We’re learning that the interstellar wind has been changing direction over the years. Data on the matter go back to the 1970s, and this NASA news release mentions the U.S. Department of Defense’s Space Test Program 72-1 and SOLRAD 11B, NASA’s Mariner, and the Soviet Prognoz 6 as sources of information. We also have datasets from Ulysses, IBEX (Interstellar Boundary Explorer), STEREO (Solar Terrestrial Relations Observatory), Japan’s Nuzomi observatory and others including the MESSENGER mission now in orbit around Mercury.

Usefully, we’re looking at data gathered using different methods, but the flow of neutral helium atoms is apparent with each, and the cumulative picture is clear: The direction of the interstellar wind has changed by some 4 to 9 degrees over the past forty years. The idea of the interstellar medium as a constant gives way to a dynamic, interactive area that varies as the heliosphere moves through it. What we don’t know yet is why these changes occur when they do, but our local interstellar cloud may experience a turbulence of its own that affects our neighborhood.

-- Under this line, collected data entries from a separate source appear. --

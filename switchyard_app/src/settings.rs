// Copyright 2025 the Understory Authors
// SPDX-License-Identifier: Apache-2.0 OR MIT

//! Tunable input policy.

use kurbo::{Rect, Vec2};
use switchyard_event_state::tooltip::TooltipOffsets;

/// Distance a pressed pointer must travel before a drag is detected, in pixels.
pub const DRAG_TRIGGER_DISTANCE: f64 = 5.0;
/// Hover time before a tooltip opens, in milliseconds.
pub const TOOLTIP_DELAY_MS: u64 = 150;
/// Tooltip fade-in duration, in milliseconds.
pub const TOOLTIP_FADE_IN_MS: u64 = 100;
/// Offset of a tooltip from the cursor.
pub const TOOLTIP_OFFSET_FROM_CURSOR: Vec2 = Vec2::new(12.0, 8.0);
/// Gap between a tooltip and a force field it was pushed out of.
pub const TOOLTIP_OFFSET_FROM_FORCE_FIELD: Vec2 = Vec2::new(4.0, 3.0);
/// Shortest pointer move that counts toward the motion throttle, in pixels.
pub const THROTTLE_MIN_MOVE_DISTANCE: f64 = 2.0;
/// Pointer speed that engages the motion throttle, in pixels per second.
pub const THROTTLE_VELOCITY_THRESHOLD: f64 = 400.0;
/// How long the motion throttle outlives the last fast move, in milliseconds.
pub const THROTTLE_DECAY_MS: u64 = 100;
/// Deferred focus changes applied per tick.
pub const MAX_DEFERRED_FOCUS_CHANGES: usize = 16;

/// Input policy of an [`Application`](crate::Application).
///
/// ```
/// use switchyard_app::InputSettings;
///
/// let settings = InputSettings::default()
///     .with_drag_trigger_distance(8.0)
///     .with_tooltip_delay(500);
/// assert_eq!(settings.tooltip_delay, 500);
/// ```
#[derive(Clone, Debug, PartialEq)]
pub struct InputSettings {
    /// See [`DRAG_TRIGGER_DISTANCE`].
    pub drag_trigger_distance: f64,
    /// See [`TOOLTIP_DELAY_MS`].
    pub tooltip_delay: u64,
    /// See [`TOOLTIP_FADE_IN_MS`].
    pub tooltip_fade_in: u64,
    /// See [`TOOLTIP_OFFSET_FROM_CURSOR`] and [`TOOLTIP_OFFSET_FROM_FORCE_FIELD`].
    pub tooltip_offsets: TooltipOffsets,
    /// Screen area tooltips are kept inside, if known.
    pub tooltip_work_area: Option<Rect>,
    /// Engage the throttle automatically on fast pointer motion.
    pub throttle_on_fast_motion: bool,
    /// See [`THROTTLE_MIN_MOVE_DISTANCE`].
    pub throttle_min_move_distance: f64,
    /// See [`THROTTLE_VELOCITY_THRESHOLD`].
    pub throttle_velocity_threshold: f64,
    /// See [`THROTTLE_DECAY_MS`].
    pub throttle_decay: u64,
    /// See [`MAX_DEFERRED_FOCUS_CHANGES`].
    pub max_deferred_focus_changes: usize,
}

impl Default for InputSettings {
    fn default() -> Self {
        Self {
            drag_trigger_distance: DRAG_TRIGGER_DISTANCE,
            tooltip_delay: TOOLTIP_DELAY_MS,
            tooltip_fade_in: TOOLTIP_FADE_IN_MS,
            tooltip_offsets: TooltipOffsets {
                from_cursor: TOOLTIP_OFFSET_FROM_CURSOR,
                from_force_field: TOOLTIP_OFFSET_FROM_FORCE_FIELD,
            },
            tooltip_work_area: None,
            throttle_on_fast_motion: true,
            throttle_min_move_distance: THROTTLE_MIN_MOVE_DISTANCE,
            throttle_velocity_threshold: THROTTLE_VELOCITY_THRESHOLD,
            throttle_decay: THROTTLE_DECAY_MS,
            max_deferred_focus_changes: MAX_DEFERRED_FOCUS_CHANGES,
        }
    }
}

impl InputSettings {
    /// Set the drag trigger distance.
    #[must_use]
    pub fn with_drag_trigger_distance(mut self, distance: f64) -> Self {
        self.drag_trigger_distance = distance;
        self
    }

    /// Set the tooltip delay.
    #[must_use]
    pub fn with_tooltip_delay(mut self, delay: u64) -> Self {
        self.tooltip_delay = delay;
        self
    }

    /// Set the tooltip fade-in duration.
    #[must_use]
    pub fn with_tooltip_fade_in(mut self, fade_in: u64) -> Self {
        self.tooltip_fade_in = fade_in;
        self
    }

    /// Keep tooltips inside `area`.
    #[must_use]
    pub fn with_tooltip_work_area(mut self, area: Rect) -> Self {
        self.tooltip_work_area = Some(area);
        self
    }

    /// Turn the motion throttle on or off.
    #[must_use]
    pub fn with_throttle_on_fast_motion(mut self, enabled: bool) -> Self {
        self.throttle_on_fast_motion = enabled;
        self
    }

    /// Set the deferred focus change budget per tick.
    #[must_use]
    pub fn with_max_deferred_focus_changes(mut self, max: usize) -> Self {
        self.max_deferred_focus_changes = max;
        self
    }
}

The interstellar winds show us a kind of galactic turbulence that can inform us not only about the local interstellar medium but the lesser known features of our own heliosphere. Ultimately we may learn how to harness stellar winds, perhaps using advanced forms of magnetic sails to act as brakes when future probes enter a destination planetary system. As with solar sails, magsails give us the possibility of accelerating or decelerating without carrying huge stores of propellant, an enticing prospect indeed as we sort through how these winds blow.

The paper is Frisch et al., “Decades-Long Changes of the Interstellar Wind Through Our Solar System,” Science Vol. 341, No. 6150 (2013), pp. 1080-1082 (abstract)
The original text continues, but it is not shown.